------ Supplied entries ------

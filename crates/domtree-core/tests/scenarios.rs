//! Listing scenarios for the tree builder

use domtree_core::prelude::*;
use domtree_test_utils::{
    description_listing, outline, records, FLAT, NESTED, SHARED_TEXT_PREFIX, THREE_LEVEL,
};
use pretty_assertions::assert_eq;

fn strict() -> TreeBuilder {
    TreeBuilder::new(BuilderConfig::new().with_ordering(OrderingMode::Strict)).unwrap()
}

#[test]
fn flat_listing_gives_sibling_leaves() {
    let forest = build_tree(&records(FLAT));
    assert_eq!(outline(&forest), "a,b,c");
    assert!(forest.roots().iter().all(|n| n.icon() == NodeIcon::Leaf));
}

#[test]
fn nested_listing_gives_one_folder() {
    let forest = build_tree(&records(NESTED));
    assert_eq!(outline(&forest), "a(x,y),b");

    let a = &forest.roots()[0];
    assert_eq!(a.icon(), NodeIcon::Folder);
    assert!(a.children().iter().all(|c| c.icon() == NodeIcon::Leaf));
    assert_eq!(forest.roots()[1].icon(), NodeIcon::Leaf);
}

#[test]
fn three_level_listing() {
    let forest = build_tree(&records(THREE_LEVEL));
    assert_eq!(outline(&forest), "a(x(1),y),b");

    let x = forest.find("/a/x").unwrap();
    assert!(x.is_folder());
    assert_eq!(x.children().len(), 1);
    assert!(!forest.find("/a/y").unwrap().is_folder());
    assert!(!forest.find("/b").unwrap().is_folder());
}

#[test]
fn shared_text_prefix_is_not_a_child() {
    let forest = build_tree(&records(SHARED_TEXT_PREFIX));
    assert_eq!(outline(&forest), "a,a-extra");
    assert_eq!(forest.roots()[0].icon(), NodeIcon::Leaf);
}

#[test]
fn shared_text_prefix_nests_only_in_raw_mode() {
    let raw = TreeBuilder::new(BuilderConfig::new().with_prefix_match(PrefixMatch::Raw)).unwrap();
    let forest = raw.build(&records(SHARED_TEXT_PREFIX)).unwrap();
    assert_eq!(outline(&forest), "a(a-extra)");
}

#[test]
fn empty_listing() {
    let forest = strict().build(&[]).unwrap();
    assert!(forest.is_empty());
    assert_eq!(forest.node_count(), 0);
}

#[test]
fn building_twice_is_identical() {
    let listing = description_listing();
    let builder = TreeBuilder::default();
    let first = builder.build(&listing).unwrap();
    let second = builder.build(&listing).unwrap();
    assert_eq!(first, second);
}

#[test]
fn payload_reaches_nodes() {
    let listing = description_listing();
    let forest = strict().build(&listing).unwrap();

    assert_eq!(outline(&forest), "desc(ActivityDesc(CreateItem,EditDefinition),Schema(Item),Script,dev(TestItem))");
    for (record, (_, node)) in listing.iter().zip(forest.iter()) {
        assert_eq!(node.path(), record.path);
        assert_eq!(node.label(), record.name);
        assert_eq!(node.payload(), &record.payload);
    }
    // an empty domain is still a leaf
    let script = forest.find("/desc/Script").unwrap();
    assert_eq!(script.kind(), &PathKind::Domain);
    assert_eq!(script.icon(), NodeIcon::Leaf);
}

#[test]
fn listing_below_a_root_prefix() {
    let listing = records(&["/desc/a", "/desc/a/x", "/desc/b"]);
    let forest = strict().build(&listing).unwrap();
    assert_eq!(outline(&forest), "a(x),b");
}

#[test]
fn strict_rejects_out_of_order_siblings() {
    let err = strict().build(&records(&["/a", "/a/y", "/a/x"])).unwrap_err();
    assert_eq!(
        err,
        BuildError::OutOfOrder {
            index: 2,
            path: "/a/x".into(),
            previous: "/a/y".into(),
        }
    );
}

#[test]
fn strict_rejects_duplicates() {
    let err = strict().build(&records(&["/a", "/a"])).unwrap_err();
    assert!(matches!(err, BuildError::DuplicatePath { index: 1, .. }));
}

#[test]
fn strict_rejects_child_listed_after_its_parent_closed() {
    let err = strict().build(&records(&["/a", "/b", "/a/x"])).unwrap_err();
    assert!(matches!(err, BuildError::OutOfOrder { index: 2, .. }));
}

#[test]
fn lenient_keeps_every_record_of_a_malformed_listing() {
    let listing = records(&["/b", "/a/x", "/a", "/a", "relative", "", "/b/q/r"]);
    let forest = build_tree(&listing);
    assert_eq!(forest.node_count(), listing.len());
}

#[test]
fn forest_serializes_for_rendering() {
    let forest = build_tree(&records(NESTED));
    let value = serde_json::to_value(&forest).unwrap();
    assert_eq!(value[0]["label"], "a");
    assert_eq!(value[0]["icon"], "folder");
    assert_eq!(value[0]["children"][1]["path"], "/a/y");
    assert!(value[1].get("children").is_none());
}
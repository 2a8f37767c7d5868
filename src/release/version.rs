//! Release version strings.

use std::fmt;
use std::sync::LazyLock;

use regex::Regex;
use thiserror::Error;

/// `[v]X.Y.Z` followed by anything (pre-release or build suffixes).
static VERSION_REGEX: LazyLock<Regex> =
    LazyLock::new(|| Regex::new(r"^v?\d+\.\d+\.\d+").expect("Invalid regex"));

/// Rejected version string.
#[derive(Error, Debug, Clone, PartialEq, Eq)]
#[error("Invalid version format '{0}'. Expected: v1.2.3 or 1.2.3")]
pub struct VersionError(pub String);

/// A validated release version that always starts with `v`.
#[derive(Debug, Clone, PartialEq, Eq)]
pub struct ReleaseVersion(String);

impl ReleaseVersion {
    /// Validates `input` and normalizes it to carry a leading `v`.
    pub fn parse(input: &str) -> Result<Self, VersionError> {
        let input = input.trim();
        if !VERSION_REGEX.is_match(input) {
            return Err(VersionError(input.to_string()));
        }

        if input.starts_with('v') {
            Ok(Self(input.to_string()))
        } else {
            Ok(Self(format!("v{input}")))
        }
    }

    /// The normalized tag name.
    pub fn as_str(&self) -> &str {
        &self.0
    }

    /// File name used when notes are saved for manual editing.
    pub fn notes_file_name(&self) -> String {
        format!("release-notes-{}.md", self.0)
    }
}

impl fmt::Display for ReleaseVersion {
    fn fmt(&self, f: &mut fmt::Formatter<'_>) -> fmt::Result {
        f.write_str(&self.0)
    }
}
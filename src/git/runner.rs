//! Process-level access to the `git` binary.

use std::path::{Path, PathBuf};
use std::process::Command;

use tracing::debug;

use crate::git::GitError;

/// Captured result of a single `git` invocation.
#[derive(Debug, Clone, PartialEq, Eq)]
pub struct GitOutput {
    /// Process exit code (-1 when terminated by a signal).
    pub code: i32,
    /// Standard output, lossily decoded.
    pub stdout: String,
    /// Standard error, lossily decoded.
    pub stderr: String,
}

impl GitOutput {
    /// Builds a successful output with the given stdout.
    pub fn ok(stdout: impl Into<String>) -> Self {
        Self {
            code: 0,
            stdout: stdout.into(),
            stderr: String::new(),
        }
    }

    /// Builds a failed output with the given exit code and stderr.
    pub fn failed(code: i32, stderr: impl Into<String>) -> Self {
        Self {
            code,
            stdout: String::new(),
            stderr: stderr.into(),
        }
    }

    /// Whether the process exited with status zero.
    pub fn success(&self) -> bool {
        self.code == 0
    }

    /// Converts a non-zero exit into a [`GitError::CommandFailed`], yielding stdout otherwise.
    pub fn into_stdout(self, args: &[&str]) -> Result<String, GitError> {
        if self.success() {
            Ok(self.stdout)
        } else {
            Err(GitError::CommandFailed {
                args: args.join(" "),
                code: self.code,
                stderr: self.stderr.trim().to_string(),
            })
        }
    }
}

/// Runs `git` with a list of arguments and captures its output.
///
/// A non-zero exit status is not an error at this level; only failing to
/// start the process is. Callers decide which exit codes matter.
pub trait GitRunner {
    /// Runs `git <args>` and waits for it to finish.
    fn run(&self, args: &[&str]) -> Result<GitOutput, GitError>;
}

/// [`GitRunner`] backed by the `git` executable on `PATH`.
#[derive(Debug, Clone, Default)]
pub struct GitCli {
    workdir: Option<PathBuf>,
}

impl GitCli {
    /// Runs git inside the given directory.
    pub fn in_dir<P: AsRef<Path>>(path: P) -> Self {
        Self {
            workdir: Some(path.as_ref().to_path_buf()),
        }
    }
}

impl GitRunner for GitCli {
    fn run(&self, args: &[&str]) -> Result<GitOutput, GitError> {
        debug!(?args, workdir = ?self.workdir, "running git");

        let mut command = Command::new("git");
        command.args(args);
        if let Some(dir) = &self.workdir {
            command.current_dir(dir);
        }

        let output = command.output().map_err(|source| GitError::Spawn {
            args: args.join(" "),
            source,
        })?;

        let result = GitOutput {
            code: output.status.code().unwrap_or(-1),
            stdout: String::from_utf8_lossy(&output.stdout).into_owned(),
            stderr: String::from_utf8_lossy(&output.stderr).into_owned(),
        };
        debug!(code = result.code, "git finished");

        Ok(result)
    }
}

#[cfg(test)]
mod tests {
    use super::*;

    #[test]
    fn into_stdout_passes_through_success() {
        let out = GitOutput::ok("a.txt\n");
        assert_eq!(out.into_stdout(&["diff"]).unwrap(), "a.txt\n");
    }

    #[test]
    fn into_stdout_reports_failure() {
        let out = GitOutput::failed(1, "  fatal: bad revision\n");
        let err = out.into_stdout(&["log", "nope..HEAD"]).unwrap_err();
        match err {
            GitError::CommandFailed { args, code, stderr } => {
                assert_eq!(args, "log nope..HEAD");
                assert_eq!(code, 1);
                assert_eq!(stderr, "fatal: bad revision");
            }
            other => panic!("unexpected error: {other:?}"),
        }
    }
}
//! Interactive operator workflows.

pub mod commit;
pub mod release;
pub mod staged;

pub use commit::CommitFlow;
pub use release::{ReleaseFlow, ReleaseOptions};
pub use staged::{validate_staging, StagedCheck};

/// Width of the banner and separator rules printed by the flows.
pub(crate) const RULE_WIDTH: usize = 60;

/// How an interactive flow ended.
#[derive(Debug, Clone, Copy, PartialEq, Eq)]
pub enum FlowOutcome {
    /// The operation was carried out.
    Completed,
    /// The operator declined or input was closed.
    Cancelled,
    /// A precondition failed (nothing staged, ignored files kept, invalid message kept).
    Aborted,
}

impl FlowOutcome {
    /// Process exit code for this outcome.
    pub fn exit_code(self) -> i32 {
        match self {
            Self::Completed => 0,
            Self::Cancelled | Self::Aborted => 1,
        }
    }
}

#[cfg(test)]
mod tests {
    use super::*;

    #[test]
    fn only_completed_exits_zero() {
        assert_eq!(FlowOutcome::Completed.exit_code(), 0);
        assert_eq!(FlowOutcome::Cancelled.exit_code(), 1);
        assert_eq!(FlowOutcome::Aborted.exit_code(), 1);
    }
}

------

What you will do
For this exercise, please copy exactly the lines of the material above from its first line through the line where "assert_eq!(x.children().len(), 1);" appears.

Exercise output
filename crates/domtree-core/tests/scenarios.rs
//! Listing scenarios for the tree builder

use domtree_core::prelude::*;
use domtree_test_utils::{
    description_listing, outline, records, FLAT, NESTED, SHARED_TEXT_PREFIX, THREE_LEVEL,
};
use pretty_assertions::assert_eq;

fn strict() -> TreeBuilder {
    TreeBuilder::new(BuilderConfig::new().with_ordering(OrderingMode::Strict)).unwrap()
}

#[test]
fn flat_listing_gives_sibling_leaves() {
    let forest = build_tree(&records(FLAT));
    assert_eq!(outline(&forest), "a,b,c");
    assert!(forest.roots().iter().all(|n| n.icon() == NodeIcon::Leaf));
}

#[test]
fn nested_listing_gives_one_folder() {
    let forest = build_tree(&records(NESTED));
    assert_eq!(outline(&forest), "a(x,y),b");

    let a = &forest.roots()[0];
    assert_eq!(a.icon(), NodeIcon::Folder);
    assert!(a.children().iter().all(|c| c.icon() == NodeIcon::Leaf));
    assert_eq!(forest.roots()[1].icon(), NodeIcon::Leaf);
}

#[test]
fn three_level_listing() {
    let forest = build_tree(&records(THREE_LEVEL));
    assert_eq!(outline(&forest), "a(x(1),y),b");

    let x = forest.find("/a/x").unwrap();
    assert!(x.is_folder());
    assert_eq!(x.children().len(), 1);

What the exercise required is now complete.